TASK DESCRIPTION: Each entry below is to be transcribed exactly.

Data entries
* * *

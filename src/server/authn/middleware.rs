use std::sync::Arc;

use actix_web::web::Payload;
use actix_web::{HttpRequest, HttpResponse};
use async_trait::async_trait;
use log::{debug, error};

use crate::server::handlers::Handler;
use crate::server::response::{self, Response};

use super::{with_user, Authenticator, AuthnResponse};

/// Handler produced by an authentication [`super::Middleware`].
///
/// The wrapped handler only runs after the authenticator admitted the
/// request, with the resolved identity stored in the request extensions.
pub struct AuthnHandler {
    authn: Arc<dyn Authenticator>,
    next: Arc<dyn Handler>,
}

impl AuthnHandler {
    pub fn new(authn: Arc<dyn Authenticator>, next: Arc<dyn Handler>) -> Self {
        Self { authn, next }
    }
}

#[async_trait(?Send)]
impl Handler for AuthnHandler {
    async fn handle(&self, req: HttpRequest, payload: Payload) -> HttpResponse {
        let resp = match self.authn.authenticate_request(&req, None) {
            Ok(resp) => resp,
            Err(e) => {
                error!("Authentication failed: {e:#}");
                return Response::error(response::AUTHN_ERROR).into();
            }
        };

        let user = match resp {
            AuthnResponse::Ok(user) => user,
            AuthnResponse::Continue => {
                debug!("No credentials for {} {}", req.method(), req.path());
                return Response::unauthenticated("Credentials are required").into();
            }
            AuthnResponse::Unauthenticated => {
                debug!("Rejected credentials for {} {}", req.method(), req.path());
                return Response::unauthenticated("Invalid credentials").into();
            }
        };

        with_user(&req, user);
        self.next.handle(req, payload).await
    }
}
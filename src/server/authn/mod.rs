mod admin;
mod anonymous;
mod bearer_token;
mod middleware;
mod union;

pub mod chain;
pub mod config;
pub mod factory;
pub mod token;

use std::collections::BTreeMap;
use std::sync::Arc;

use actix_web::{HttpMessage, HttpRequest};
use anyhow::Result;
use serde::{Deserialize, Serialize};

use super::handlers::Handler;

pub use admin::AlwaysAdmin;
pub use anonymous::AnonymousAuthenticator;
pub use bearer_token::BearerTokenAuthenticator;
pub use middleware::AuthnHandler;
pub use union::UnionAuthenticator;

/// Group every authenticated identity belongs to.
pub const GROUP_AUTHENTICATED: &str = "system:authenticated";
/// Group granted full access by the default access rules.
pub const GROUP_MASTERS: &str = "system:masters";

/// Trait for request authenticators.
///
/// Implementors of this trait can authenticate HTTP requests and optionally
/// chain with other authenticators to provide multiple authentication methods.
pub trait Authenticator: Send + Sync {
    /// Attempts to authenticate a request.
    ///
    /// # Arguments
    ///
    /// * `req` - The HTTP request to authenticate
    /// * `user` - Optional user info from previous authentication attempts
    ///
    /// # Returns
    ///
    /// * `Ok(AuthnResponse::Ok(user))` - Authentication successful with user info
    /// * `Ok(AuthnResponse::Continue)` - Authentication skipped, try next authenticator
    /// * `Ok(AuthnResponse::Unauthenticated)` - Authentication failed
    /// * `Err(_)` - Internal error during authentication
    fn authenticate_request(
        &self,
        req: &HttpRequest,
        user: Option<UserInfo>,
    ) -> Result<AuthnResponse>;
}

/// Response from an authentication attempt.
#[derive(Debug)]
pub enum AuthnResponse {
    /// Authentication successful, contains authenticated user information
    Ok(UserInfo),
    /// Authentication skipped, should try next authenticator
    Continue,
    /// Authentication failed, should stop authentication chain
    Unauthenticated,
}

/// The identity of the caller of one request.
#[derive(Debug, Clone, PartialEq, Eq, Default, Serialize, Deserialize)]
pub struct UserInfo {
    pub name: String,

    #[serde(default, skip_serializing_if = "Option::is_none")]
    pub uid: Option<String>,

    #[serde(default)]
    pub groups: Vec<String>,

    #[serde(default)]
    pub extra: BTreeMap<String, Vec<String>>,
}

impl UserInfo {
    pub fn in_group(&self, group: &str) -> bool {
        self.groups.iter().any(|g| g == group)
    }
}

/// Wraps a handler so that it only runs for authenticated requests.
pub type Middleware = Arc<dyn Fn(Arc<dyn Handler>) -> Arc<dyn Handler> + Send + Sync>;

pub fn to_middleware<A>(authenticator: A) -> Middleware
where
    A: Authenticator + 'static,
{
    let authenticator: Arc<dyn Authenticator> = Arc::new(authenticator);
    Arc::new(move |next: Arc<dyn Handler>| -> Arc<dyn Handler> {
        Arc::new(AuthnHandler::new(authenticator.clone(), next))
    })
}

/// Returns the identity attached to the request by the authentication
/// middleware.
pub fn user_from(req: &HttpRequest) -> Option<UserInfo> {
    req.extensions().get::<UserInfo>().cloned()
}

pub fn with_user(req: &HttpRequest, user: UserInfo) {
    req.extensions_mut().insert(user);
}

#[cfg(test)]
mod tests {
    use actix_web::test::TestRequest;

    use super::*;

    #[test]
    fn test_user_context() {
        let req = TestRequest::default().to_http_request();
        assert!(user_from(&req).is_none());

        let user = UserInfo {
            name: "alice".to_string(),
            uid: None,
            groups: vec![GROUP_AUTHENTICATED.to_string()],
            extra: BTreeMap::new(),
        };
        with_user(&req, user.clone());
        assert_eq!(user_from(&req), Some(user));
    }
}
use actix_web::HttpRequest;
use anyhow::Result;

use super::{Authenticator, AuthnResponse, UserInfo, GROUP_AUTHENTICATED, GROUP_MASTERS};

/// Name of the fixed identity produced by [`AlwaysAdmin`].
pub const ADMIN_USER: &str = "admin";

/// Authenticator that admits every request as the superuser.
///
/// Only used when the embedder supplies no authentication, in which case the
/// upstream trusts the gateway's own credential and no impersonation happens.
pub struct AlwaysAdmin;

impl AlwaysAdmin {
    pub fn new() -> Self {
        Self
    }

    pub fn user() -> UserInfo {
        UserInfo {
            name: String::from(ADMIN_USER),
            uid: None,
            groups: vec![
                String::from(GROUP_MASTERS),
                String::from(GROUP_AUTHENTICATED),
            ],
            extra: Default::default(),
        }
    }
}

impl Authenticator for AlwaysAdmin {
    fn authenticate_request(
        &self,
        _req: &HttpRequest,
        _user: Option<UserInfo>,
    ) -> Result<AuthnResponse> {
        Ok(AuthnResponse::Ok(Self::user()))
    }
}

* * *

SOLUTION TO THE EXERCISE:
filename src/server/authn/middleware.rs
use std::sync::Arc;

use actix_web::web::Payload;
use actix_web::{HttpRequest, HttpResponse};
use async_trait::async_trait;
use log::{debug, error};

use crate::server::handlers::Handler;
use crate::server::response::{self, Response};

use super::{with_user, Authenticator, AuthnResponse};

/// Handler produced by an authentication [`super::Middleware`].
///
/// The wrapped handler only runs after the authenticator admitted the
/// request, with the resolved identity stored in the request extensions.
pub struct AuthnHandler {
    authn: Arc<dyn Authenticator>,
    next: Arc<dyn Handler>,
}

impl AuthnHandler {
    pub fn new(authn: Arc<dyn Authenticator>, next: Arc<dyn Handler>) -> Self {
        Self { authn, next }
    }
}

#[async_trait(?Send)]
impl Handler for AuthnHandler {
    async fn handle(&self, req: HttpRequest, payload: Payload) -> HttpResponse {
        let resp = match self.authn.authenticate_request(&req, None) {
            Ok(resp) => resp,
            Err(e) => {
                error!("Authentication failed: {e:#}");
                return Response::error(response::AUTHN_ERROR).into();
            }
        };

        let user = match resp {
            AuthnResponse::Ok(user) => user,
            AuthnResponse::Continue => {
                debug!("No credentials for {} {}", req.method(), req.path());
                return Response::unauthenticated("Credentials are required").into();
            }
            AuthnResponse::Unauthenticated => {
                debug!("Rejected credentials for {} {}", req.method(), req.path());
                return Response::unauthenticated("Invalid credentials").into();
            }
        };

        with_user(&req, user);
        self.next.handle(req, payload).await
    }
}
filename src/server/authn/mod.rs
mod admin;
mod anonymous;
mod bearer_token;
mod middleware;
mod union;

pub mod chain;
pub mod config;
pub mod factory;
pub mod token;

use std::collections::BTreeMap;
use std::sync::Arc;

use actix_web::{HttpMessage, HttpRequest};
use anyhow::Result;
use serde::{Deserialize, Serialize};

use super::handlers::Handler;

pub use admin::AlwaysAdmin;
pub use anonymous::AnonymousAuthenticator;
pub use bearer_token::BearerTokenAuthenticator;
pub use middleware::AuthnHandler;
pub use union::UnionAuthenticator;

/// Group every authenticated identity belongs to.
pub const GROUP_AUTHENTICATED: &str = "system:authenticated";
/// Group granted full access by the default access rules.
pub const GROUP_MASTERS: &str = "system:masters";

/// Trait for request authenticators.
///
/// Implementors of this trait can authenticate HTTP requests and optionally
/// chain with other authenticators to provide multiple authentication methods.
pub trait Authenticator: Send + Sync {
    /// Attempts to authenticate a request.
    ///
    /// # Arguments
    ///
    /// * `req` - The HTTP request to authenticate
    /// * `user` - Optional user info from previous authentication attempts
    ///
    /// # Returns
    ///
    /// * `Ok(AuthnResponse::Ok(user))` - Authentication successful with user info
    /// * `Ok(AuthnResponse::Continue)` - Authentication skipped, try next authenticator
    /// * `Ok(AuthnResponse::Unauthenticated)` - Authentication failed
    /// * `Err(_)` - Internal error during authentication
    fn authenticate_request(
        &self,
        req: &HttpRequest,
        user: Option<UserInfo>,
    ) -> Result<AuthnResponse>;
}

/// Response from an authentication attempt.
#[derive(Debug)]
pub enum AuthnResponse {
    /// Authentication successful, contains authenticated user information
    Ok(UserInfo),
    /// Authentication skipped, should try next authenticator
    Continue,
    /// Authentication failed, should stop authentication chain
    Unauthenticated,
}

/// The identity of the caller of one request.
#[derive(Debug, Clone, PartialEq, Eq, Default, Serialize, Deserialize)]
pub struct UserInfo {
    pub name: String,

    #[serde(default, skip_serializing_if = "Option::is_none")]
    pub uid: Option<String>,

    #[serde(default)]
    pub groups: Vec<String>,

    #[serde(default)]
    pub extra: BTreeMap<String, Vec<String>>,
}

impl UserInfo {
    pub fn in_group(&self, group: &str) -> bool {
        self.groups.iter().any(|g| g == group)
    }
}

/// Wraps a handler so that it only runs for authenticated requests.
pub type Middleware = Arc<dyn Fn(Arc<dyn Handler>) -> Arc<dyn Handler> + Send + Sync>;

pub fn to_middleware<A>(authenticator: A) -> Middleware
where
    A: Authenticator + 'static,
{
    let authenticator: Arc<dyn Authenticator> = Arc::new(authenticator);
    Arc::new(move |next: Arc<dyn Handler>| -> Arc<dyn Handler> {
        Arc::new(AuthnHandler::new(authenticator.clone(), next))
    })
}

/// Returns the identity attached to the request by the authentication
/// middleware.
pub fn user_from(req: &HttpRequest) -> Option<UserInfo> {
    req.extensions().get::<UserInfo>().cloned()
}

pub fn with_user(req: &HttpRequest, user: UserInfo) {
    req.extensions_mut().insert(user);
}

#[cfg(test)]
mod tests {
    use actix_web::test::TestRequest;

    use super::*;

    #[test]
    fn test_user_context() {
        let req = TestRequest::default().to_http_request();
        assert!(user_from(&req).is_none());

        let user = UserInfo {
            name: "alice".to_string(),
            uid: None,
            groups: vec![GROUP_AUTHENTICATED.to_string()],
            extra: BTreeMap::new(),
        };
        with_user(&req, user.clone());
        assert_eq!(user_from(&req), Some(user));
    }
}
use actix_web::HttpRequest;
use anyhow::Result;

use super::{Authenticator, AuthnResponse, UserInfo, GROUP_AUTHENTICATED, GROUP_MASTERS};

/// Name of the fixed identity produced by [`AlwaysAdmin`].
pub const ADMIN_USER: &str = "admin";

/// Authenticator that admits every request as the superuser.
///
/// Only used when the embedder supplies no authentication, in which case the
/// upstream trusts the gateway's own credential and no impersonation happens.
pub struct AlwaysAdmin;

impl AlwaysAdmin {
    pub fn new() -> Self {
        Self
    }

    pub fn user() -> UserInfo {
        UserInfo {
            name: String::from(ADMIN_USER),
            uid: None,
            groups: vec![
                String::from(GROUP_MASTERS),
                String::from(GROUP_AUTHENTICATED),
            ],
            extra: Default::default(),
        }
    }
}

impl Authenticator for AlwaysAdmin {
    fn authenticate_request(
        &self,
        _req: &HttpRequest,
        _user: Option<UserInfo>,
    ) -> Result<AuthnResponse> {
        Ok(AuthnResponse::Ok(Self::user()))
    }
}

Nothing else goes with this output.